• **What you are asked to do**
Somewhere below is a line with "self.remaining -= 1;" and, later, a line with "let coords = self.get_barycentric_coords_for_point(point);"; repeat those two lines and all the lines between them, exactly as they are.

[Record extracts]

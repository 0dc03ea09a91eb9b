//! Device interface abstraction.

use crate::error::{DeviceError, DeviceResult};
use crate::mapping::ValueType;
use macon_document::Value;
use parking_lot::Mutex;
use std::collections::{HashMap, HashSet};
use std::sync::Arc;

/// Reads and writes named controller variables.
///
/// Symbols are fully qualified (`<program>.<variable>`). Values cross the
/// trait already coerced to the declared [`ValueType`].
pub trait DeviceInterface: Send + Sync {
    /// Reads a variable.
    fn read(&self, symbol: &str, value_type: ValueType) -> DeviceResult<Value>;

    /// Writes a variable.
    fn write(&self, symbol: &str, value: &Value, value_type: ValueType) -> DeviceResult<()>;
}

impl<T: DeviceInterface + ?Sized> DeviceInterface for &T {
    fn read(&self, symbol: &str, value_type: ValueType) -> DeviceResult<Value> {
        (**self).read(symbol, value_type)
    }

    fn write(&self, symbol: &str, value: &Value, value_type: ValueType) -> DeviceResult<()> {
        (**self).write(symbol, value, value_type)
    }
}

#[derive(Debug)]
struct MemoryDeviceState {
    symbols: HashMap<String, Value>,
    failing_reads: HashSet<String>,
    failing_writes: HashSet<String>,
    connected: bool,
    writes: Vec<(String, Value)>,
}

impl Default for MemoryDeviceState {
    fn default() -> Self {
        Self {
            symbols: HashMap::new(),
            failing_reads: HashSet::new(),
            failing_writes: HashSet::new(),
            connected: true,
            writes: Vec::new(),
        }
    }
}

/// An in-memory controller for testing.
///
/// Clones share the same variables, so a test can play "control logic" on
/// one handle while the engine uses another.
#[derive(Debug, Clone, Default)]
pub struct MemoryDevice {
    state: Arc<Mutex<MemoryDeviceState>>,
}

impl MemoryDevice {
    /// Creates a device with no variables.
    pub fn new() -> Self {
        Self::default()
    }

    /// Declares a variable, or changes it as control logic would.
    pub fn define(&self, symbol: impl Into<String>, value: impl Into<Value>) {
        self.state.lock().symbols.insert(symbol.into(), value.into());
    }

    /// Current value of a variable.
    pub fn value(&self, symbol: &str) -> Option<Value> {
        self.state.lock().symbols.get(symbol).cloned()
    }

    /// Makes reads of `symbol` fail with a device status error.
    pub fn fail_reads_of(&self, symbol: impl Into<String>) {
        self.state.lock().failing_reads.insert(symbol.into());
    }

    /// Makes writes of `symbol` fail with a device status error.
    pub fn fail_writes_of(&self, symbol: impl Into<String>) {
        self.state.lock().failing_writes.insert(symbol.into());
    }

    /// Clears all injected read and write failures.
    pub fn clear_faults(&self) {
        let mut state = self.state.lock();
        state.failing_reads.clear();
        state.failing_writes.clear();
    }

    /// Simulates losing or regaining the session.
    pub fn set_connected(&self, connected: bool) {
        self.state.lock().connected = connected;
    }

    /// Every successful write so far, in order.
    pub fn writes(&self) -> Vec<(String, Value)> {
        self.state.lock().writes.clone()
    }
}

impl DeviceInterface for MemoryDevice {
    fn read(&self, symbol: &str, value_type: ValueType) -> DeviceResult<Value> {
        let state = self.state.lock();
        if !state.connected {
            return Err(DeviceError::NotConnected);
        }
        if state.failing_reads.contains(symbol) {
            return Err(DeviceError::status(0x0701, "service not supported"));
        }
        let current = state
            .symbols
            .get(symbol)
            .ok_or_else(|| DeviceError::SymbolNotFound(symbol.to_string()))?;
        value_type
            .coerce(current)
            .ok_or_else(|| DeviceError::type_mismatch(symbol, value_type, current.kind()))
    }

    fn write(&self, symbol: &str, value: &Value, value_type: ValueType) -> DeviceResult<()> {
        let mut state = self.state.lock();
        if !state.connected {
            return Err(DeviceError::NotConnected);
        }
        if state.failing_writes.contains(symbol) {
            return Err(DeviceError::status(0x0701, "service not supported"));
        }
        if !state.symbols.contains_key(symbol) {
            return Err(DeviceError::SymbolNotFound(symbol.to_string()));
        }
        let coerced = value_type
            .coerce(value)
            .ok_or_else(|| DeviceError::type_mismatch(symbol, value_type, value.kind()))?;
        state.symbols.insert(symbol.to_string(), coerced.clone());
        state.writes.push((symbol.to_string(), coerced));
        Ok(())
    }
}

#[cfg(test)]
mod tests {
    use super::*;

    #[test]
    fn read_back_defined_value() {
        let device = MemoryDevice::new();
        device.define("MACONDatabase.sUsername", "alice");

        let value = device.read("MACONDatabase.sUsername", ValueType::String).unwrap();
        assert_eq!(value, Value::from("alice"));
    }

    #[test]
    fn unknown_symbol() {
        let device = MemoryDevice::new();
        let err = device.read("MAIN.nothing", ValueType::Bool).unwrap_err();
        assert!(matches!(err, DeviceError::SymbolNotFound(_)));
        assert!(!err.is_connectivity());
    }

    #[test]
    fn write_coerces_to_declared_type() {
        let device = MemoryDevice::new();
        device.define("MachineDatabase.axes_1_min", 0.0_f64);

        device
            .write("MachineDatabase.axes_1_min", &Value::Integer(5), ValueType::Float)
            .unwrap();
        assert_eq!(
            device.value("MachineDatabase.axes_1_min"),
            Some(Value::Float(5.0))
        );
        assert_eq!(device.writes().len(), 1);
    }

    #[test]
    fn write_rejects_wrong_type() {
        let device = MemoryDevice::new();
        device.define("MachineDatabase.machineId", "M-1");

        let err = device
            .write("MachineDatabase.machineId", &Value::Integer(5), ValueType::String)
            .unwrap_err();
        assert!(matches!(err, DeviceError::TypeMismatch { .. }));
        assert_eq!(device.value("MachineDatabase.machineId"), Some(Value::from("M-1")));
    }

    #[test]
    fn injected_faults() {
        let device = MemoryDevice::new();
        device.define("A.x", 1_i64);
        device.fail_reads_of("A.x");
        assert!(matches!(
            device.read("A.x", ValueType::Integer),
            Err(DeviceError::Status { .. })
        ));

        device.clear_faults();
        assert!(device.read("A.x", ValueType::Integer).is_ok());

        device.set_connected(false);
        let err = device.read("A.x", ValueType::Integer).unwrap_err();
        assert!(err.is_connectivity());
    }

    #[test]
    fn clones_share_state() {
        let device = MemoryDevice::new();
        let plc = device.clone();
        plc.define("A.flag", true);
        assert_eq!(device.read("A.flag", ValueType::Bool).unwrap(), Value::Bool(true));
    }
}
//! # MACON Mongo
//!
//! MongoDB document store for MACON Sync.
//!
//! [`MongoStore`] implements
//! [`DocumentStore`](macon_sync_engine::DocumentStore) over the driver's
//! blocking API. Values cross the boundary through [`convert`]:
//!
//! | BSON                | value      |
//! |---------------------|------------|
//! | `ObjectId`          | `Id`       |
//! | `DateTime`          | `DateTime` |
//! | `Int32`, `Int64`    | `Integer`  |
//! | `Double`            | `Float`    |
//! | `Document`, `Array` | `Map`, `Array` |
//! | anything else       | `Text`     |

#![deny(unsafe_code)]
#![warn(missing_docs)]

pub mod convert;
mod store;

pub use store::MongoStore;
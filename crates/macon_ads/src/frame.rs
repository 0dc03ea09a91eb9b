//! AMS/TCP framing.
//!
//! Every frame is a 6-byte AMS/TCP prefix followed by a 32-byte AMS header
//! and the command payload. All integers are little-endian.
//!
//! AMS/TCP prefix:
//! - Bytes 0-1: Reserved, zero
//! - Bytes 2-5: Length of AMS header plus payload
//!
//! AMS header:
//! - Bytes 0-5: Target net id
//! - Bytes 6-7: Target port
//! - Bytes 8-13: Source net id
//! - Bytes 14-15: Source port
//! - Bytes 16-17: Command id
//! - Bytes 18-19: State flags
//! - Bytes 20-23: Payload length
//! - Bytes 24-27: Error code
//! - Bytes 28-31: Invoke id

use crate::error::{AdsError, AdsResult};
use crate::net_id::AmsNetId;
use bytes::{Buf, BufMut, Bytes, BytesMut};

/// AMS/TCP prefix size in bytes.
pub const TCP_HEADER_SIZE: usize = 6;

/// AMS header size in bytes.
pub const AMS_HEADER_SIZE: usize = 32;

/// Largest frame body this client accepts.
pub const MAX_FRAME_SIZE: usize = 64 * 1024;

/// State flags of a request sent over TCP.
pub const STATE_REQUEST: u16 = 0x0004;

/// Response bit of the state flags.
pub const STATE_RESPONSE: u16 = 0x0001;

/// Index group: acquire a handle for a symbol name.
pub const IG_SYM_HNDBYNAME: u32 = 0xF003;

/// Index group: read or write a value by handle.
pub const IG_SYM_VALBYHND: u32 = 0xF005;

/// Index group: release a handle.
pub const IG_SYM_RELEASEHND: u32 = 0xF006;

/// ADS commands used by the client.
#[derive(Debug, Clone, Copy, PartialEq, Eq)]
#[repr(u16)]
pub enum Command {
    /// Read data.
    Read = 2,
    /// Write data.
    Write = 3,
    /// Write data, then read data, in one request.
    ReadWrite = 9,
}

impl Command {
    /// Parses a command id.
    pub fn from_u16(id: u16) -> Option<Self> {
        match id {
            2 => Some(Command::Read),
            3 => Some(Command::Write),
            9 => Some(Command::ReadWrite),
            _ => None,
        }
    }
}

/// AMS header.
#[derive(Debug, Clone, PartialEq, Eq)]
pub struct AmsHeader {
    /// Target net id.
    pub target_net_id: AmsNetId,
    /// Target AMS port.
    pub target_port: u16,
    /// Source net id.
    pub source_net_id: AmsNetId,
    /// Source AMS port.
    pub source_port: u16,
    /// Command id.
    pub command: u16,
    /// State flags.
    pub state_flags: u16,
    /// Payload length.
    pub data_length: u32,
    /// AMS error code.
    pub error_code: u32,
    /// Request id echoed by the response.
    pub invoke_id: u32,
}

impl AmsHeader {
    /// Returns true if the frame is a response.
    pub fn is_response(&self) -> bool {
        self.state_flags & STATE_RESPONSE != 0
    }

    /// Parses a header from the start of `buf`.
    pub fn parse(mut buf: &[u8]) -> AdsResult<Self> {
        if buf.len() < AMS_HEADER_SIZE {
            return Err(AdsError::protocol(format!(
                "AMS header needs {AMS_HEADER_SIZE} bytes, got {}",
                buf.len()
            )));
        }

        let target_net_id = get_net_id(&mut buf);
        let target_port = buf.get_u16_le();
        let source_net_id = get_net_id(&mut buf);
        let source_port = buf.get_u16_le();

        Ok(AmsHeader {
            target_net_id,
            target_port,
            source_net_id,
            source_port,
            command: buf.get_u16_le(),
            state_flags: buf.get_u16_le(),
            data_length: buf.get_u32_le(),
            error_code: buf.get_u32_le(),
            invoke_id: buf.get_u32_le(),
        })
    }

    /// Appends the header to `buf`.
    pub fn write(&self, buf: &mut BytesMut) {
        buf.put_slice(&self.target_net_id.bytes());
        buf.put_u16_le(self.target_port);
        buf.put_slice(&self.source_net_id.bytes());
        buf.put_u16_le(self.source_port);
        buf.put_u16_le(self.command);
        buf.put_u16_le(self.state_flags);
        buf.put_u32_le(self.data_length);
        buf.put_u32_le(self.error_code);
        buf.put_u32_le(self.invoke_id);
    }
}

fn get_net_id(buf: &mut &[u8]) -> AmsNetId {
    let mut bytes = [0u8; 6];
    buf.copy_to_slice(&mut bytes);
    AmsNetId::from_bytes(bytes)
}

/// Builds a complete frame: AMS/TCP prefix, `header` and `payload`.
///
/// The header's `data_length` is set from the payload.
pub fn encode_frame(header: &AmsHeader, payload: &[u8]) -> AdsResult<Bytes> {
    let data_length = u32::try_from(payload.len())
        .map_err(|_| AdsError::protocol("payload too large"))?;
    let header = AmsHeader {
        data_length,
        ..header.clone()
    };

    let mut buf = BytesMut::with_capacity(TCP_HEADER_SIZE + AMS_HEADER_SIZE + payload.len());
    buf.put_u16_le(0);
    buf.put_u32_le(data_length + AMS_HEADER_SIZE as u32);
    header.write(&mut buf);
    buf.put_slice(payload);
    Ok(buf.freeze())
}

/// Parses the AMS/TCP prefix, returning the body length that follows.
pub fn parse_tcp_header(prefix: [u8; TCP_HEADER_SIZE]) -> AdsResult<usize> {
    let mut buf = &prefix[..];
    let reserved = buf.get_u16_le();
    if reserved != 0 {
        return Err(AdsError::protocol(format!(
            "unexpected AMS/TCP reserved field {reserved:#06x}"
        )));
    }
    let length = buf.get_u32_le() as usize;
    if !(AMS_HEADER_SIZE..=MAX_FRAME_SIZE).contains(&length) {
        return Err(AdsError::protocol(format!("invalid frame length {length}")));
    }
    Ok(length)
}

/// Splits a frame body into header and payload.
pub fn split_body(body: &[u8]) -> AdsResult<(AmsHeader, &[u8])> {
    let header = AmsHeader::parse(body)?;
    let length = header.data_length as usize;
    let payload = &body[AMS_HEADER_SIZE..];
    if payload.len() < length {
        return Err(AdsError::protocol(format!(
            "payload announces {length} bytes, got {}",
            payload.len()
        )));
    }
    Ok((header, &payload[..length]))
}

/// Payload of a Read request.
pub fn read_request(index_group: u32, index_offset: u32, length: u32) -> Bytes {
    let mut buf = BytesMut::with_capacity(12);
    buf.put_u32_le(index_group);
    buf.put_u32_le(index_offset);
    buf.put_u32_le(length);
    buf.freeze()
}

/// Payload of a Write request.
pub fn write_request(index_group: u32, index_offset: u32, data: &[u8]) -> Bytes {
    let mut buf = BytesMut::with_capacity(12 + data.len());
    buf.put_u32_le(index_group);
    buf.put_u32_le(index_offset);
    buf.put_u32_le(data.len() as u32);
    buf.put_slice(data);
    buf.freeze()
}

/// Payload of a ReadWrite request.
pub fn read_write_request(index_group: u32, index_offset: u32, read_length: u32, data: &[u8]) -> Bytes {
    let mut buf = BytesMut::with_capacity(16 + data.len());
    buf.put_u32_le(index_group);
    buf.put_u32_le(index_offset);
    buf.put_u32_le(read_length);
    buf.put_u32_le(data.len() as u32);
    buf.put_slice(data);
    buf.freeze()
}

/// Parses the payload of a Read or ReadWrite response.
pub fn parse_read_response(mut payload: &[u8]) -> AdsResult<Bytes> {
    if payload.len() < 8 {
        return Err(AdsError::protocol("read response shorter than 8 bytes"));
    }
    let result = payload.get_u32_le();
    if result != 0 {
        return Err(AdsError::status(result));
    }
    let length = payload.get_u32_le() as usize;
    if payload.len() < length {
        return Err(AdsError::protocol(format!(
            "read response announces {length} bytes, got {}",
            payload.len()
        )));
    }
    Ok(Bytes::copy_from_slice(&payload[..length]))
}

/// Parses the payload of a Write response.
pub fn parse_write_response(mut payload: &[u8]) -> AdsResult<()> {
    if payload.len() < 4 {
        return Err(AdsError::protocol("write response shorter than 4 bytes"));
    }
    match payload.get_u32_le() {
        0 => Ok(()),
        code => Err(AdsError::status(code)),
    }
}
//! Sweep scheduling.

use std::time::Duration;

/// Decides when the next sweep starts, and whether there is one.
pub trait Ticker {
    /// Waits for the next sweep. Returns false to stop the loop.
    fn tick(&mut self) -> bool;
}

/// Sleeps a fixed interval between sweeps and never stops.
#[derive(Debug, Clone)]
pub struct IntervalTicker {
    interval: Duration,
}

impl IntervalTicker {
    /// Creates a ticker with the given interval.
    pub fn new(interval: Duration) -> Self {
        Self { interval }
    }

    /// The interval between sweeps.
    pub fn interval(&self) -> Duration {
        self.interval
    }
}

impl Ticker for IntervalTicker {
    fn tick(&mut self) -> bool {
        std::thread::sleep(self.interval);
        true
    }
}

/// Allows a fixed number of sweeps without waiting.
#[derive(Debug, Clone)]
pub struct CountdownTicker {
    remaining: u64,
}

impl CountdownTicker {
    /// Allows `sweeps` sweeps in total. A loop always runs at least one.
    pub fn new(sweeps: u64) -> Self {
        Self {
            remaining: sweeps.saturating_sub(1),
        }
    }
}

impl Ticker for CountdownTicker {
    fn tick(&mut self) -> bool {
        if self.remaining == 0 {
            return false;
        }
        self.remaining -= 1;
        true
    }
}
use crate::scalar::Scalar;
use crate::{point, Box2D, Point};

/// A 2D triangle defined by three points `a`, `b` and `c`.
#[derive(Copy, Clone, Debug, PartialEq)]
#[cfg_attr(feature = "serialization", derive(Serialize, Deserialize))]
pub struct Triangle<S> {
    pub a: Point<S>,
    pub b: Point<S>,
    pub c: Point<S>,
}

impl<S: Scalar> Triangle<S> {
    #[inline]
    fn get_barycentric_coords_for_point(&self, point: Point<S>) -> (S, S, S) {
        let v0 = self.b - self.a;
        let v1 = self.c - self.a;
        let v2 = point - self.a;
        let inv = S::ONE / v0.cross(v1);
        let a = v0.cross(v2) * inv;
        let b = v2.cross(v1) * inv;
        let c = S::ONE - a - b;

        (a, b, c)
    }

    /// Returns true for points strictly inside the triangle; points on an
    /// edge or coinciding with a vertex count as outside.
    pub fn contains_point(&self, point: Point<S>) -> bool {
        let coords = self.get_barycentric_coords_for_point(point);

        coords.0 > S::ZERO && coords.1 > S::ZERO && coords.2 > S::ZERO
    }

    /// Return the minimum bounding rectangle.
    #[inline]
    pub fn bounding_box(&self) -> Box2D<S> {
        let max_x = self.a.x.max(self.b.x).max(self.c.x);
        let min_x = self.a.x.min(self.b.x).min(self.c.x);
        let max_y = self.a.y.max(self.b.y).max(self.c.y);
        let min_y = self.a.y.min(self.b.y).min(self.c.y);

        Box2D {
            min: point(min_x, min_y),
            max: point(max_x, max_y),
        }
    }
}

#[test]
fn test_triangle_contains() {
    assert!(Triangle {
        a: point(0.0f32, 0.0),
        b: point(1.0, 0.0),
        c: point(0.0, 1.0),
    }
    .contains_point(point(0.2, 0.2)));
    assert!(!Triangle {
        a: point(0.0f32, 0.0),
        b: point(1.0, 0.0),
        c: point(0.0, 1.0),
    }
    .contains_point(point(1.2, 0.2)));

    // Triangle vertex winding should not matter
    assert!(Triangle {
        a: point(1.0f32, 0.0),
        b: point(0.0, 0.0),
        c: point(0.0, 1.0),
    }
    .contains_point(point(0.2, 0.2)));

    // Point exactly on the edge counts as outside the triangle.
    assert!(!Triangle {
        a: point(0.0f32, 0.0),
        b: point(1.0, 0.0),
        c: point(0.0, 1.0),
    }
    .contains_point(point(0.0, 0.0)));
}
#![deny(bare_trait_objects)]
#![deny(unconditional_recursion)]
#![allow(clippy::many_single_char_names)]
#![no_std]

//! Simple 2D geometric primitives on top of euclid.
//!
//! This crate is reexported in [roadmark](https://docs.rs/roadmark/).
//!
//! # Overview.
//!
//! This crate implements some of the maths to work with:
//!
//! - lines and line segments,
//! - cubic bézier curves,
//! - triangles,
//! - trajectories (a closed line-or-bézier variant used to describe
//!   road-marking contour edges).
//!
//! Curves can be sampled, cut into sub-ranges, inverted and displaced
//! perpendicular to their direction of travel (see `offset`), which is
//! the building block for shrinking or growing marking contours.

#[cfg(any(test, feature = "std"))]
extern crate std;

// Reexport dependencies.
pub use arrayvec;
pub use euclid;

#[cfg(feature = "serialization")]
#[macro_use]
pub extern crate serde;

#[macro_use]
mod segment;
pub mod cubic_bezier;
mod line;
mod trajectory;
mod triangle;
pub mod utils;

#[doc(inline)]
pub use crate::cubic_bezier::CubicBezierSegment;
#[doc(inline)]
pub use crate::line::{Line, LineSegment};
#[doc(inline)]
pub use crate::segment::Segment;
#[doc(inline)]
pub use crate::trajectory::Trajectory;
#[doc(inline)]
pub use crate::triangle::Triangle;

pub use crate::scalar::Scalar;

mod scalar {
    pub(crate) use euclid::Trig;
    pub(crate) use num_traits::{Float, FloatConst, NumCast};

    use core::fmt::{Debug, Display};
    use core::ops::{AddAssign, DivAssign, MulAssign, SubAssign};

    pub trait Scalar:
        Float
        + NumCast
        + FloatConst
        + Sized
        + Display
        + Debug
        + Trig
        + AddAssign
        + SubAssign
        + MulAssign
        + DivAssign
    {
        const HALF: Self;
        const ZERO: Self;
        const ONE: Self;
        const TWO: Self;
        const THREE: Self;
        const FOUR: Self;

        const EPSILON: Self;

        fn value(v: f32) -> Self;
    }

    impl Scalar for f32 {
        const HALF: Self = 0.5;
        const ZERO: Self = 0.0;
        const ONE: Self = 1.0;
        const TWO: Self = 2.0;
        const THREE: Self = 3.0;
        const FOUR: Self = 4.0;

        const EPSILON: Self = 1e-4;

        #[inline]
        fn value(v: f32) -> Self {
            v
        }
    }

    impl Scalar for f64 {
        const HALF: Self = 0.5;
        const ZERO: Self = 0.0;
        const ONE: Self = 1.0;
        const TWO: Self = 2.0;
        const THREE: Self = 3.0;
        const FOUR: Self = 4.0;

        const EPSILON: Self = 1e-8;

        #[inline]
        fn value(v: f32) -> Self {
            v as f64
        }
    }
}

/// Alias for `euclid::default::Point2D`.
pub use euclid::default::Point2D as Point;

/// Alias for `euclid::default::Vector2D`.
pub use euclid::default::Vector2D as Vector;

/// Alias for `euclid::default::Box2D`
pub use euclid::default::Box2D;

/// Shorthand for `Vector::new(x, y)`.
#[inline]
pub fn vector<S>(x: S, y: S) -> Vector<S> {
    Vector::new(x, y)
}

/// Shorthand for `Point::new(x, y)`.
#[inline]
pub fn point<S>(x: S, y: S) -> Point<S> {
    Point::new(x, y)
}
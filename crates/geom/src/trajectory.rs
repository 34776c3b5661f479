use crate::scalar::Scalar;
use crate::segment::Segment;
use crate::{Box2D, CubicBezierSegment, LineSegment, Point, Vector};

use core::ops::Range;

/// A curve a road-marking contour edge travels along: either a straight
/// line segment or a cubic bézier.
///
/// The set of variants is closed; both payloads expose the same sampling
/// and splitting operations so trajectories dispatch by matching rather
/// than through trait objects.
#[derive(Copy, Clone, Debug, PartialEq)]
#[cfg_attr(feature = "serialization", derive(Serialize, Deserialize))]
pub enum Trajectory<S> {
    Line(LineSegment<S>),
    Bezier(CubicBezierSegment<S>),
}

impl<S: Scalar> Trajectory<S> {
    /// Straight trajectory between two points.
    #[inline]
    pub fn line(from: Point<S>, to: Point<S>) -> Self {
        Trajectory::Line(LineSegment { from, to })
    }

    #[inline]
    pub fn from(&self) -> Point<S> {
        match self {
            Trajectory::Line(line) => line.from,
            Trajectory::Bezier(curve) => curve.from,
        }
    }

    #[inline]
    pub fn to(&self) -> Point<S> {
        match self {
            Trajectory::Line(line) => line.to,
            Trajectory::Bezier(curve) => curve.to,
        }
    }

    /// Sample the trajectory at t (expecting t between 0 and 1).
    #[inline]
    pub fn sample(&self, t: S) -> Point<S> {
        match self {
            Trajectory::Line(line) => line.sample(t),
            Trajectory::Bezier(curve) => curve.sample(t),
        }
    }

    /// Sample the trajectory's derivative at t (expecting t between 0 and 1).
    #[inline]
    pub fn derivative(&self, t: S) -> Vector<S> {
        match self {
            Trajectory::Line(line) => line.derivative(t),
            Trajectory::Bezier(curve) => curve.derivative(t),
        }
    }

    /// Split this trajectory into two sub-trajectories.
    pub fn split(&self, t: S) -> (Self, Self) {
        match self {
            Trajectory::Line(line) => {
                let (a, b) = line.split(t);
                (Trajectory::Line(a), Trajectory::Line(b))
            }
            Trajectory::Bezier(curve) => {
                let (a, b) = curve.split(t);
                (Trajectory::Bezier(a), Trajectory::Bezier(b))
            }
        }
    }

    /// Return the trajectory before the split point.
    pub fn before_split(&self, t: S) -> Self {
        match self {
            Trajectory::Line(line) => Trajectory::Line(line.before_split(t)),
            Trajectory::Bezier(curve) => Trajectory::Bezier(curve.before_split(t)),
        }
    }

    /// Return the trajectory after the split point.
    pub fn after_split(&self, t: S) -> Self {
        match self {
            Trajectory::Line(line) => Trajectory::Line(line.after_split(t)),
            Trajectory::Bezier(curve) => Trajectory::Bezier(curve.after_split(t)),
        }
    }

    /// Return the sub-trajectory inside a given range of t.
    pub fn split_range(&self, t_range: Range<S>) -> Self {
        match self {
            Trajectory::Line(line) => Trajectory::Line(line.split_range(t_range)),
            Trajectory::Bezier(curve) => Trajectory::Bezier(curve.split_range(t_range)),
        }
    }

    /// Swap the direction of travel.
    pub fn flip(&self) -> Self {
        match self {
            Trajectory::Line(line) => Trajectory::Line(line.flip()),
            Trajectory::Bezier(curve) => Trajectory::Bezier(curve.flip()),
        }
    }

    /// Compute the length of the trajectory, approximating curves within the
    /// given tolerance.
    pub fn approximate_length(&self, tolerance: S) -> S {
        match self {
            Trajectory::Line(line) => line.length(),
            Trajectory::Bezier(curve) => curve.approximate_length(tolerance),
        }
    }

    /// Displace the trajectory perpendicular to its direction of travel.
    ///
    /// Positive distances displace towards the left normal.
    pub fn offset(&self, d: S) -> Self {
        match self {
            Trajectory::Line(line) => Trajectory::Line(line.offset(d)),
            Trajectory::Bezier(curve) => Trajectory::Bezier(curve.offset(d)),
        }
    }

    /// The straight segment between the trajectory's end points.
    #[inline]
    pub fn baseline(&self) -> LineSegment<S> {
        LineSegment {
            from: self.from(),
            to: self.to(),
        }
    }

    pub fn bounding_box(&self) -> Box2D<S> {
        match self {
            Trajectory::Line(line) => line.bounding_box(),
            Trajectory::Bezier(curve) => curve.bounding_box(),
        }
    }

    /// Whether the trajectory is too short to be worth keeping, within the
    /// given tolerance.
    pub fn is_degenerate(&self, tolerance: S) -> bool {
        self.approximate_length(tolerance) <= tolerance
    }

    /// Move only the start point, leaving the rest of the control net in
    /// place. Intended for reconnecting nearly-touching trajectories.
    pub fn with_start(&self, start: Point<S>) -> Self {
        match *self {
            Trajectory::Line(line) => Trajectory::Line(LineSegment {
                from: start,
                to: line.to,
            }),
            Trajectory::Bezier(curve) => Trajectory::Bezier(CubicBezierSegment {
                from: start,
                ..curve
            }),
        }
    }

    /// Move only the end point, leaving the rest of the control net in place.
    pub fn with_end(&self, end: Point<S>) -> Self {
        match *self {
            Trajectory::Line(line) => Trajectory::Line(LineSegment {
                from: line.from,
                to: end,
            }),
            Trajectory::Bezier(curve) => Trajectory::Bezier(CubicBezierSegment {
                to: end,
                ..curve
            }),
        }
    }
}

impl<S: Scalar> Segment for Trajectory<S> {
    impl_segment!(S);
}

impl<S> From<LineSegment<S>> for Trajectory<S> {
    fn from(line: LineSegment<S>) -> Self {
        Trajectory::Line(line)
    }
}

impl<S> From<CubicBezierSegment<S>> for Trajectory<S> {
    fn from(curve: CubicBezierSegment<S>) -> Self {
        Trajectory::Bezier(curve)
    }
}

#[cfg(test)]
use crate::point;

#[test]
fn line_trajectory_basics() {
    let t = Trajectory::line(point(0.0f32, 0.0), point(4.0, 0.0));

    assert_eq!(t.from(), point(0.0, 0.0));
    assert_eq!(t.to(), point(4.0, 0.0));
    assert_eq!(t.sample(0.5), point(2.0, 0.0));
    assert!((t.approximate_length(0.01) - 4.0).abs() < 0.0001);

    let f = t.flip();
    assert_eq!(f.from(), point(4.0, 0.0));
    assert_eq!(f.to(), point(0.0, 0.0));
}

#[test]
fn bezier_trajectory_cut() {
    let t = Trajectory::Bezier(CubicBezierSegment {
        from: point(0.0f32, 0.0),
        ctrl1: point(1.0, 2.0),
        ctrl2: point(3.0, 2.0),
        to: point(4.0, 0.0),
    });

    let cut = t.split_range(0.25..0.75);
    assert!((cut.from() - t.sample(0.25)).length() < 0.0001);
    assert!((cut.to() - t.sample(0.75)).length() < 0.0001);
}

#[test]
fn degenerate_trajectory() {
    let t = Trajectory::line(point(1.0f32, 1.0), point(1.0, 1.0));
    assert!(t.is_degenerate(0.001));

    let t = Trajectory::line(point(0.0f32, 0.0), point(1.0, 0.0));
    assert!(!t.is_degenerate(0.001));
}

[/Record extracts]

• **Solution below**
        self.remaining -= 1;
        true
    }
}
use crate::scalar::Scalar;
use crate::{point, Box2D, Point};

/// A 2D triangle defined by three points `a`, `b` and `c`.
#[derive(Copy, Clone, Debug, PartialEq)]
#[cfg_attr(feature = "serialization", derive(Serialize, Deserialize))]
pub struct Triangle<S> {
    pub a: Point<S>,
    pub b: Point<S>,
    pub c: Point<S>,
}

impl<S: Scalar> Triangle<S> {
    #[inline]
    fn get_barycentric_coords_for_point(&self, point: Point<S>) -> (S, S, S) {
        let v0 = self.b - self.a;
        let v1 = self.c - self.a;
        let v2 = point - self.a;
        let inv = S::ONE / v0.cross(v1);
        let a = v0.cross(v2) * inv;
        let b = v2.cross(v1) * inv;
        let c = S::ONE - a - b;

        (a, b, c)
    }

    /// Returns true for points strictly inside the triangle; points on an
    /// edge or coinciding with a vertex count as outside.
    pub fn contains_point(&self, point: Point<S>) -> bool {
        let coords = self.get_barycentric_coords_for_point(point);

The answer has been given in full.